→ Data for review:

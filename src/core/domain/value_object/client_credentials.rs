use crate::core::domain::error::ValidationError;
use std::fmt;
use uuid::Uuid;

/// The application (client) ID of a service principal.
#[derive(Debug, Clone, PartialEq, Eq)]
pub struct ClientId(String);

impl ClientId {
    /// Creates a new client ID without validation.
    pub(crate) fn new_unchecked(client_id: String) -> Self {
        Self(client_id)
    }

    /// Returns the client ID as a string slice.
    #[must_use]
    pub fn as_str(&self) -> &str {
        &self.0
    }
}

/// A service principal client secret (plaintext, kept in memory only).
#[derive(Clone)]
pub struct ClientSecret(String);

impl ClientSecret {
    /// Creates a new client secret without validation.
    pub(crate) fn new_unchecked(secret: String) -> Self {
        Self(secret)
    }

    /// Returns the secret as a string slice.
    #[must_use]
    pub fn as_str(&self) -> &str {
        &self.0
    }
}

impl fmt::Debug for ClientSecret {
    fn fmt(&self, f: &mut fmt::Formatter<'_>) -> fmt::Result {
        f.write_str("ClientSecret(******)")
    }
}

/// Validates a client ID.
pub(crate) fn validate_client_id(client_id: &str) -> Result<(), ValidationError> {
    if client_id.is_empty() {
        return Err(ValidationError::Field {
            field: "client_id".to_string(),
            message: "Client ID cannot be empty".to_string(),
        });
    }
    Uuid::parse_str(client_id)
        .map_err(|e| ValidationError::Format(format!("Client ID must be a GUID: {}", e)))?;
    Ok(())
}

/// Validates a client secret.
pub(crate) fn validate_client_secret(secret: &str) -> Result<(), ValidationError> {
    if secret.is_empty() {
        return Err(ValidationError::Field {
            field: "client_secret".to_string(),
            message: "Client secret cannot be empty".to_string(),
        });
    }
    if secret.chars().any(char::is_control) {
        return Err(ValidationError::Format(
            "Client secret cannot contain control characters".to_string(),
        ));
    }
    Ok(())
}
//! Client for the `Microsoft.Network/virtualNetworks` Resource Manager API.
//!
//! [`VirtualNetworksApi`] is the seam the DNS servers resource is written
//! against; [`VirtualNetworksClient`] implements it over HTTP and returns an
//! [`ArmPoller`] for every update, which follows the Resource Manager
//! long-running operation protocol until the update settles.

use crate::core::{
    domain::{
        error::{NetworkError, NetworkResult},
        model::{
            operation_status::{OperationState, OperationStatus},
            virtual_network::{VirtualNetwork, is_terminal_provisioning_state},
        },
    },
    infrastructure::api_client::{ApiClient, ApiResponse},
};
use async_trait::async_trait;
use reqwest::StatusCode;
use std::sync::Arc;
use std::time::Duration;
use tracing::debug;

const AZURE_ASYNC_OPERATION: &str = "azure-asyncoperation";
const LOCATION: &str = "location";
const RETRY_AFTER: &str = "retry-after";

/// A remote mutation that completes asynchronously.
#[cfg_attr(test, mockall::automock)]
#[async_trait]
pub trait LongRunningOperation: Send + Sync {
    /// Suspends until the operation has finished.
    ///
    /// # Errors
    /// Returns `NetworkError::OperationFailed` if the operation ends as
    /// `Failed`/`Canceled`, or any error raised while polling.
    async fn wait_for_completion(&self) -> NetworkResult<()>;
}

/// The operations on virtual networks the DNS servers resource relies on.
#[cfg_attr(test, mockall::automock)]
#[async_trait]
pub trait VirtualNetworksApi: Send + Sync {
    /// Fetches a virtual network.
    ///
    /// # Errors
    /// Returns `NetworkError::NotFound` if the virtual network does not exist.
    async fn get(&self, resource_group: &str, name: &str) -> NetworkResult<VirtualNetwork>;

    /// Submits a full update of a virtual network.
    async fn create_or_update(
        &self,
        resource_group: &str,
        name: &str,
        parameters: &VirtualNetwork,
    ) -> NetworkResult<Box<dyn LongRunningOperation>>;
}

/// HTTP implementation of [`VirtualNetworksApi`] scoped to one subscription.
#[derive(Debug, Clone)]
pub struct VirtualNetworksClient {
    api_client: Arc<ApiClient>,
}

impl VirtualNetworksClient {
    pub fn new(api_client: Arc<ApiClient>) -> Self {
        Self { api_client }
    }

    fn resource_path(&self, resource_group: &str, name: &str) -> String {
        let connection = self.api_client.connection();
        connection.management_endpoint().resource_url(
            &[
                "subscriptions",
                connection.subscription_id().as_str(),
                "resourceGroups",
                resource_group,
                "providers",
                "Microsoft.Network",
                "virtualNetworks",
                name,
            ],
            &[("api-version", self.api_client.config().api_version.as_str())],
        )
    }
}

#[async_trait]
impl VirtualNetworksApi for VirtualNetworksClient {
    async fn get(&self, resource_group: &str, name: &str) -> NetworkResult<VirtualNetwork> {
        self.api_client
            .get(&self.resource_path(resource_group, name))
            .await
    }

    async fn create_or_update(
        &self,
        resource_group: &str,
        name: &str,
        parameters: &VirtualNetwork,
    ) -> NetworkResult<Box<dyn LongRunningOperation>> {
        let path = self.resource_path(resource_group, name);
        let response = self.api_client.put(&path, parameters).await?;
        Ok(Box::new(ArmPoller::from_response(
            Arc::clone(&self.api_client),
            path,
            &response,
        )))
    }
}

/// How an [`ArmPoller`] learns that an operation has finished.
#[derive(Debug, Clone, PartialEq, Eq)]
enum PollTarget {
    /// Poll the status document behind `Azure-AsyncOperation`.
    AsyncOperation(String),
    /// Poll the `Location` URL until it stops answering `202 Accepted`.
    Location(String),
    /// Poll the resource until its provisioning state is terminal.
    ProvisioningState(String),
    /// The initial response already reported `Failed` or `Canceled`.
    Failed(String),
    /// The initial response already reported success.
    Done,
}

/// Follows a Resource Manager long-running operation to completion.
#[derive(Debug)]
pub struct ArmPoller {
    api_client: Arc<ApiClient>,
    target: PollTarget,
    initial_delay: Option<Duration>,
}

impl ArmPoller {
    /// Picks the polling strategy from the response that started the operation.
    pub fn from_response(api_client: Arc<ApiClient>, resource_path: String, response: &ApiResponse) -> Self {
        let target = if let Some(url) = response.header(AZURE_ASYNC_OPERATION) {
            PollTarget::AsyncOperation(url.to_string())
        } else if let Some(url) = response.header(LOCATION) {
            PollTarget::Location(url.to_string())
        } else if response.status == StatusCode::ACCEPTED {
            PollTarget::ProvisioningState(resource_path)
        } else {
            match response.json::<VirtualNetwork>() {
                Ok(vnet) => match vnet.properties.and_then(|p| p.provisioning_state) {
                    None => PollTarget::Done,
                    Some(state) if state.eq_ignore_ascii_case("succeeded") => PollTarget::Done,
                    Some(state) if is_terminal_provisioning_state(&state) => {
                        PollTarget::Failed(state)
                    }
                    Some(_) => PollTarget::ProvisioningState(resource_path),
                },
                Err(_) => PollTarget::ProvisioningState(resource_path),
            }
        };

        Self {
            initial_delay: retry_after(response),
            api_client,
            target,
        }
    }

    fn delay(&self, response: Option<&ApiResponse>) -> Duration {
        response
            .and_then(retry_after)
            .unwrap_or(self.api_client.config().poll_interval)
    }

    async fn poll_async_operation(&self, url: &str) -> NetworkResult<()> {
        let mut delay = self.initial_delay.unwrap_or(self.delay(None));
        loop {
            tokio::time::sleep(delay).await;
            let response = self.api_client.poll(url).await?;
            let status: OperationStatus = response.json()?;
            debug!(%url, status = %status.status, "polled long-running operation");
            match status.state() {
                OperationState::Succeeded => return Ok(()),
                OperationState::Failed | OperationState::Canceled => {
                    let message = status
                        .error
                        .map(|e| format!("{}: {}", e.code, e.message))
                        .unwrap_or_else(|| "no error details were returned".to_string());
                    return Err(NetworkError::OperationFailed {
                        status: status.status,
                        message,
                    });
                }
                OperationState::InProgress => delay = self.delay(Some(&response)),
            }
        }
    }

    async fn poll_location(&self, url: &str) -> NetworkResult<()> {
        let mut delay = self.initial_delay.unwrap_or(self.delay(None));
        loop {
            tokio::time::sleep(delay).await;
            let response = self.api_client.poll(url).await?;
            debug!(%url, status = response.status.as_u16(), "polled operation location");
            if response.status != StatusCode::ACCEPTED {
                return Ok(());
            }
            delay = self.delay(Some(&response));
        }
    }

    async fn poll_provisioning_state(&self, path: &str) -> NetworkResult<()> {
        let mut delay = self.initial_delay.unwrap_or(self.delay(None));
        loop {
            tokio::time::sleep(delay).await;
            let vnet: VirtualNetwork = self.api_client.get(path).await?;
            let state = vnet.properties.and_then(|p| p.provisioning_state);
            debug!(%path, state = ?state, "polled provisioning state");
            match state {
                None => return Ok(()),
                Some(state) if state.eq_ignore_ascii_case("succeeded") => return Ok(()),
                Some(state) if is_terminal_provisioning_state(&state) => {
                    return Err(NetworkError::OperationFailed {
                        status: state,
                        message: "the resource reached a terminal provisioning state".to_string(),
                    });
                }
                Some(_) => delay = self.delay(None),
            }
        }
    }
}

#[async_trait]
impl LongRunningOperation for ArmPoller {
    async fn wait_for_completion(&self) -> NetworkResult<()> {
        match &self.target {
            PollTarget::AsyncOperation(url) => self.poll_async_operation(url).await,
            PollTarget::Location(url) => self.poll_location(url).await,
            PollTarget::ProvisioningState(path) => self.poll_provisioning_state(path).await,
            PollTarget::Failed(state) => Err(NetworkError::OperationFailed {
                status: state.clone(),
                message: "the service rejected the update".to_string(),
            }),
            PollTarget::Done => Ok(()),
        }
    }
}

fn retry_after(response: &ApiResponse) -> Option<Duration> {
    response
        .header(RETRY_AFTER)
        .and_then(|v| v.trim().parse::<u64>().ok())
        .map(Duration::from_secs)
}
//! Quick-start examples for the Meditrail Rust SDK.
//!
//! Run with:
//!   MEDITRAIL_API_KEY=mt_... cargo run --example quickstart
//!
//! Set `RUST_LOG=meditrail=debug` to see each request as it is sent.

use std::path::Path;

use meditrail::{ApiErrorKind, ClientBuilder, UploadRequest};
use tracing_subscriber::EnvFilter;

#[tokio::main]
async fn main() -> meditrail::Result<()> {
    tracing_subscriber::fmt()
        .with_env_filter(EnvFilter::from_default_env())
        .init();

    // -----------------------------------------------------------------------
    // 1. Create a client (reads MEDITRAIL_API_KEY from environment)
    // -----------------------------------------------------------------------
    let client = ClientBuilder::new().build()?;

    // Or provide the key directly:
    // let client = meditrail::Client::new("mt_live_abc123")?;

    // -----------------------------------------------------------------------
    // 2. Process a medical image with an annotation and an extraction hint
    // -----------------------------------------------------------------------
    println!("=== Example 1: Processing Medical Image ===");
    let image = Path::new("sample_files/chest_xray.jpg");
    if image.exists() {
        match client
            .submit(
                image,
                Some("Chest X-ray examination"),
                Some("Extract key clinical findings and abnormalities"),
            )
            .await
        {
            Ok(result) => {
                println!("Success! Document ID: {}", result.id);
                println!("Clinical Relevance: {}", result.clinical_relevance);
                println!("Doctor Names: {}", result.doctor_names);

                // The `response` field is a JSON document encoded as a string.
                let extracted = result.response_json().unwrap_or_default();
                println!("Document Type: {}", extracted["document_type"].as_str().unwrap_or("N/A"));
                println!("Summary: {}", extracted["summary"].as_str().unwrap_or("N/A"));

                println!("Original File: {}", result.metadata.original_file_name);
                println!("File Size: {}", result.metadata.file_size);
                println!("Page Count: {}", result.metadata.page_count);
            }
            Err(err) => println!("Error processing document: {err}"),
        }
    } else {
        println!("Sample file not found: {}", image.display());
        println!("Please add a sample medical document to test with.");
    }

    println!("\n{}\n", "=".repeat(50));

    // -----------------------------------------------------------------------
    // 3. Process a PDF using a prepared request
    // -----------------------------------------------------------------------
    println!("=== Example 2: Processing PDF Document ===");
    let request = UploadRequest::new("sample_files/prescription.pdf")
        .text("Prescription document")
        .system_prompt("Extract medication names, dosages, and doctor information");

    match client.submit_request(request).await {
        Ok(result) => {
            println!("Success! Document ID: {}", result.id);
            println!("Clinical Relevance: {}", result.clinical_relevance);

            let extracted = result.response_json().unwrap_or_default();
            println!("Document Type: {}", extracted["document_type"].as_str().unwrap_or("N/A"));
            println!("Summary: {}", extracted["summary"].as_str().unwrap_or("N/A"));
        }
        Err(err) if err.api_kind() == Some(ApiErrorKind::UsageLimitExceeded) => {
            println!("Usage limit reached, try again later: {err}");
        }
        Err(err) => println!("Error processing document: {err}"),
    }

    Ok(())
}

→ Exercise:
In the data above, retype exactly and only the lines between the one holding "pub(crate) fn validate_client_id(client_id: &str)" and the one holding "and returns an", inclusive.

→ Solution below:
pub(crate) fn validate_client_id(client_id: &str) -> Result<(), ValidationError> {
    if client_id.is_empty() {
        return Err(ValidationError::Field {
            field: "client_id".to_string(),
            message: "Client ID cannot be empty".to_string(),
        });
    }
    Uuid::parse_str(client_id)
        .map_err(|e| ValidationError::Format(format!("Client ID must be a GUID: {}", e)))?;
    Ok(())
}

/// Validates a client secret.
pub(crate) fn validate_client_secret(secret: &str) -> Result<(), ValidationError> {
    if secret.is_empty() {
        return Err(ValidationError::Field {
            field: "client_secret".to_string(),
            message: "Client secret cannot be empty".to_string(),
        });
    }
    if secret.chars().any(char::is_control) {
        return Err(ValidationError::Format(
            "Client secret cannot contain control characters".to_string(),
        ));
    }
    Ok(())
}
//! Client for the `Microsoft.Network/virtualNetworks` Resource Manager API.
//!
//! [`VirtualNetworksApi`] is the seam the DNS servers resource is written
//! against; [`VirtualNetworksClient`] implements it over HTTP and returns an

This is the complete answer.